● **WORK TASK**
Show each line from the listing that includes the word "random".

════════

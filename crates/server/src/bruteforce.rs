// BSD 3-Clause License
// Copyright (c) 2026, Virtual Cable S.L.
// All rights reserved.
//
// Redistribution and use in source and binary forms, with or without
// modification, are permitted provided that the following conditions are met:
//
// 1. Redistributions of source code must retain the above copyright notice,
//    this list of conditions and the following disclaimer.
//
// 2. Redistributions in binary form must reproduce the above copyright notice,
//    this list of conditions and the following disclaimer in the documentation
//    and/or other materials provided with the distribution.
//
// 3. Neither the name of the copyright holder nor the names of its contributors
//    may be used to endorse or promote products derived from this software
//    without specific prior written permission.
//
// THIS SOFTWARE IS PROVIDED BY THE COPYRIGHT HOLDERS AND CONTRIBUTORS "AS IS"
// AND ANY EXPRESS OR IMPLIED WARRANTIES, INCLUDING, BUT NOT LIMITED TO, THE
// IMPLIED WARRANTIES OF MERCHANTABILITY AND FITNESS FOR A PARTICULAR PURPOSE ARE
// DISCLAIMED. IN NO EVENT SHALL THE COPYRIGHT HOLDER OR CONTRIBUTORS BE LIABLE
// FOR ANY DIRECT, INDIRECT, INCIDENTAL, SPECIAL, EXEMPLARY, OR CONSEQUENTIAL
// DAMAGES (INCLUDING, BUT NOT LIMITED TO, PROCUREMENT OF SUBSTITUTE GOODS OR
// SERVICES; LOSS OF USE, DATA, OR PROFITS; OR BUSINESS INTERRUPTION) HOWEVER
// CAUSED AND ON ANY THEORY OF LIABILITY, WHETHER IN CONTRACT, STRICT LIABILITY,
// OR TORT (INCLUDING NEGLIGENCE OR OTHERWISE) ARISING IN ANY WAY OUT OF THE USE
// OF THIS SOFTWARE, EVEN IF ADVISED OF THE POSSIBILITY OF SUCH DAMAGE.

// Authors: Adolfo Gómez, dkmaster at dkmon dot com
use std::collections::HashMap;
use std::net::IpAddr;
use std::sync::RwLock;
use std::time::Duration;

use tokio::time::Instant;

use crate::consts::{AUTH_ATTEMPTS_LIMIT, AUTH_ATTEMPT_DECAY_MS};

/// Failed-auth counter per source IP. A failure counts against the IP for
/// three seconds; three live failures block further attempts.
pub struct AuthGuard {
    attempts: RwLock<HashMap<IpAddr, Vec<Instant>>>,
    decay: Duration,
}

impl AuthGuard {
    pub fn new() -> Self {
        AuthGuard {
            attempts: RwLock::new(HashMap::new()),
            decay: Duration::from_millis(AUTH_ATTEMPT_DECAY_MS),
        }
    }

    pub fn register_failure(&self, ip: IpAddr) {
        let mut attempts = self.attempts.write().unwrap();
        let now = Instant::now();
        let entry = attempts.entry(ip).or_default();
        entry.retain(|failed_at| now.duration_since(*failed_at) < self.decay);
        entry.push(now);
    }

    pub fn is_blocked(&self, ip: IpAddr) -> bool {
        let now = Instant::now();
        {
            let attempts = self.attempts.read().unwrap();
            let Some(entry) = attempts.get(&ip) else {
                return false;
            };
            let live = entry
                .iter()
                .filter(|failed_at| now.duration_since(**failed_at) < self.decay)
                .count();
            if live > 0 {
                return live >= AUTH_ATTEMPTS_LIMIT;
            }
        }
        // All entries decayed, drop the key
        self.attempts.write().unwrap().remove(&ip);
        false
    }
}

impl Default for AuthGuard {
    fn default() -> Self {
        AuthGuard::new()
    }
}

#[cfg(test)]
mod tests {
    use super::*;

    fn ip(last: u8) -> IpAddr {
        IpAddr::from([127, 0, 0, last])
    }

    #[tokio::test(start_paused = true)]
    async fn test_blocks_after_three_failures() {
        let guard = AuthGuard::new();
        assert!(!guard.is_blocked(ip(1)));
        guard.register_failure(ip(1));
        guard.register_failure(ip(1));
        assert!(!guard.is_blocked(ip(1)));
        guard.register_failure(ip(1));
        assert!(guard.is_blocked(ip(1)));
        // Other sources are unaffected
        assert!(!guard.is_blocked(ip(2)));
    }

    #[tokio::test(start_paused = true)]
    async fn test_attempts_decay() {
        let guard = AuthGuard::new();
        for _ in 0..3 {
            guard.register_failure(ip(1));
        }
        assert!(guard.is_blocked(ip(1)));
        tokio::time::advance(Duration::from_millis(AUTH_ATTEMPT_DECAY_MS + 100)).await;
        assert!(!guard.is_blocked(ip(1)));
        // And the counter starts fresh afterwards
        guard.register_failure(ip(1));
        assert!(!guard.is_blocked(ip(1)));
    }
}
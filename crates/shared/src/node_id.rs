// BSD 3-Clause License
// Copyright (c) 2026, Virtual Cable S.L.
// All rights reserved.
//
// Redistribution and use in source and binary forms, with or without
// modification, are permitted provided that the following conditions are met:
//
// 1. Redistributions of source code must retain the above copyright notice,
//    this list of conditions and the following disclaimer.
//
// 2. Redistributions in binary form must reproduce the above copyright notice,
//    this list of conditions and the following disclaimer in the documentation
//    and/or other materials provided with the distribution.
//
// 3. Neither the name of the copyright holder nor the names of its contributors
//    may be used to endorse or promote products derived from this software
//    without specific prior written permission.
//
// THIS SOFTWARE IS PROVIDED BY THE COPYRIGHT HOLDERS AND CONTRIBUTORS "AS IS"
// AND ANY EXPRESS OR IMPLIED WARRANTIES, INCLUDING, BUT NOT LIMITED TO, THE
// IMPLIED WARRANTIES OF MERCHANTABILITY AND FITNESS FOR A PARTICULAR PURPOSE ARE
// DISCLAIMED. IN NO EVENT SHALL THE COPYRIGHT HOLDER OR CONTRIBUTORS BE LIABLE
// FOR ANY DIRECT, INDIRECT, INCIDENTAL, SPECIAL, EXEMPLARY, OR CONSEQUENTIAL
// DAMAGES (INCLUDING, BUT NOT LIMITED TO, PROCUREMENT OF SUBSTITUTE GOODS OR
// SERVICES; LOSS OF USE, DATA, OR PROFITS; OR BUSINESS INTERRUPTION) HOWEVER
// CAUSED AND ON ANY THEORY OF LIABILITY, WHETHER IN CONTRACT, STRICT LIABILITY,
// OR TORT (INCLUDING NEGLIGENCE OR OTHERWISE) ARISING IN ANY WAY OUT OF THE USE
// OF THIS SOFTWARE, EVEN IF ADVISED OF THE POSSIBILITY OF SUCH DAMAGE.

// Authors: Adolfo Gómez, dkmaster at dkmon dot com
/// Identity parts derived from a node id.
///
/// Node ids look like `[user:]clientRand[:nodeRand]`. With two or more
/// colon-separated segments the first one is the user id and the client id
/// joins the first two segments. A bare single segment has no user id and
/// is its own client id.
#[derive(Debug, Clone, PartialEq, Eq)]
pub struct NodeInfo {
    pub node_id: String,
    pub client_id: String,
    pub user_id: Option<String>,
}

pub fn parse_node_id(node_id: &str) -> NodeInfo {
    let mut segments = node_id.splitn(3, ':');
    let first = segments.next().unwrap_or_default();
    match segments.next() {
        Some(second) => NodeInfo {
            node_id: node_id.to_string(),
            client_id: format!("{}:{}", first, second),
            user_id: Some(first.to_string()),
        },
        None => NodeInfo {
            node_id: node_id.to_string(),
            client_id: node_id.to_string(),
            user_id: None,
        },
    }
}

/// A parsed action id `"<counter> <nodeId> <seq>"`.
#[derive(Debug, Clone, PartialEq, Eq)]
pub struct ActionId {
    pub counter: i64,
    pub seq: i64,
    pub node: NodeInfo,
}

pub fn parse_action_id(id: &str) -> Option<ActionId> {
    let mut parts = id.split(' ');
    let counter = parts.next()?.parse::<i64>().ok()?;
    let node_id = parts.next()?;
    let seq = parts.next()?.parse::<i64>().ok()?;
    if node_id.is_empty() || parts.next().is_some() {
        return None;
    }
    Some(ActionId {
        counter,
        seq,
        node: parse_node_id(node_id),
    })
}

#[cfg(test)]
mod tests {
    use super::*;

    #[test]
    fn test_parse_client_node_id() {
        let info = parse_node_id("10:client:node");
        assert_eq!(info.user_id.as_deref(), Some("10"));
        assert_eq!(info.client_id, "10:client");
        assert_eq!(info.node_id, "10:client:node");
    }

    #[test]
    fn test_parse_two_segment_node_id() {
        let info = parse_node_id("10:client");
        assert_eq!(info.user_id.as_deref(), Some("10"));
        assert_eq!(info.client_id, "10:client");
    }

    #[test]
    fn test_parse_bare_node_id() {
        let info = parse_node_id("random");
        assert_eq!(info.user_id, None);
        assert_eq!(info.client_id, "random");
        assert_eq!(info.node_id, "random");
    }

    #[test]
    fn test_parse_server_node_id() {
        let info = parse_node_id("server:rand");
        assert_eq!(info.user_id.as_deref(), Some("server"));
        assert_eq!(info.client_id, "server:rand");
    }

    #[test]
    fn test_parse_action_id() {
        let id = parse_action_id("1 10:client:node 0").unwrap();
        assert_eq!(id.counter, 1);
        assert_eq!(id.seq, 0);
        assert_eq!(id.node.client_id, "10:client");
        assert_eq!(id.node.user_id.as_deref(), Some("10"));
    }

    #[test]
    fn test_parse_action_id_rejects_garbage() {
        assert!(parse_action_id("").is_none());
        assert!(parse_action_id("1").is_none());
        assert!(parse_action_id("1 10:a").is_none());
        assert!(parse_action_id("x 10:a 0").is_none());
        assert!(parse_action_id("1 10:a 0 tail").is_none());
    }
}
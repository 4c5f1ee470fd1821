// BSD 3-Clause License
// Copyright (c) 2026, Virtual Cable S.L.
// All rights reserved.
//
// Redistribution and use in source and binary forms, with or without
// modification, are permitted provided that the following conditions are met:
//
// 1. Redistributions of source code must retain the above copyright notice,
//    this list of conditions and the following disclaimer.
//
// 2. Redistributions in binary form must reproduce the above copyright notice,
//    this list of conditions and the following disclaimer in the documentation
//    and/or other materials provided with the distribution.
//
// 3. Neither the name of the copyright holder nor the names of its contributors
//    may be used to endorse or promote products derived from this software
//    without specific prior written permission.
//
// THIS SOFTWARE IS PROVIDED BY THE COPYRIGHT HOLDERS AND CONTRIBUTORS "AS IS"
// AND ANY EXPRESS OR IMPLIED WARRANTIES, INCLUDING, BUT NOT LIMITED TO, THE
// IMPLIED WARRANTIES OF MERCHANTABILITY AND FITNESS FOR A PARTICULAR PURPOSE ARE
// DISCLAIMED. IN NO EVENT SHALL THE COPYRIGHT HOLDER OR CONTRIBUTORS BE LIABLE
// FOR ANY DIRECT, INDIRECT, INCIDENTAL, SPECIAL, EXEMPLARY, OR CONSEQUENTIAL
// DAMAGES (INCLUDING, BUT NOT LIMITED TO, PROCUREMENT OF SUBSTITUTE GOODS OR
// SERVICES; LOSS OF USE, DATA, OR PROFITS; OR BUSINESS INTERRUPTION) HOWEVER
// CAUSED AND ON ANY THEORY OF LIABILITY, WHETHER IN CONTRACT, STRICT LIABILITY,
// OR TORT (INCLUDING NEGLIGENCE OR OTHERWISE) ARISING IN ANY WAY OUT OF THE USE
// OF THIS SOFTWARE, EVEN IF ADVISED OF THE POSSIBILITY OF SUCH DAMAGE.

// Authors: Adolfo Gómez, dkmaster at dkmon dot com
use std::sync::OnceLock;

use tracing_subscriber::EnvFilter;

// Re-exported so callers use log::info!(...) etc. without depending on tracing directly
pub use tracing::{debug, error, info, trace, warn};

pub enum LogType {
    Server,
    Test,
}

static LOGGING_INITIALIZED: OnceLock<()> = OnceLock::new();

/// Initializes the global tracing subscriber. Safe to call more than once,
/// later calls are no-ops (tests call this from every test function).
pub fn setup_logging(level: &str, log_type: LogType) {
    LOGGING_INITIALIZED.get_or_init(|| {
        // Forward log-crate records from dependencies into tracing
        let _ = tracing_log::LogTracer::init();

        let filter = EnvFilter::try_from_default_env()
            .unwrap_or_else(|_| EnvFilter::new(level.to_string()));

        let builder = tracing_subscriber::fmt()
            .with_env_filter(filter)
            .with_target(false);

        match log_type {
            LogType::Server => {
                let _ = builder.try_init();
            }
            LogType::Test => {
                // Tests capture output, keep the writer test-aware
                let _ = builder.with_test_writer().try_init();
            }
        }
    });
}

════════

● **TASK RESULT**
        let info = parse_node_id("random");
        assert_eq!(info.client_id, "random");
        assert_eq!(info.node_id, "random");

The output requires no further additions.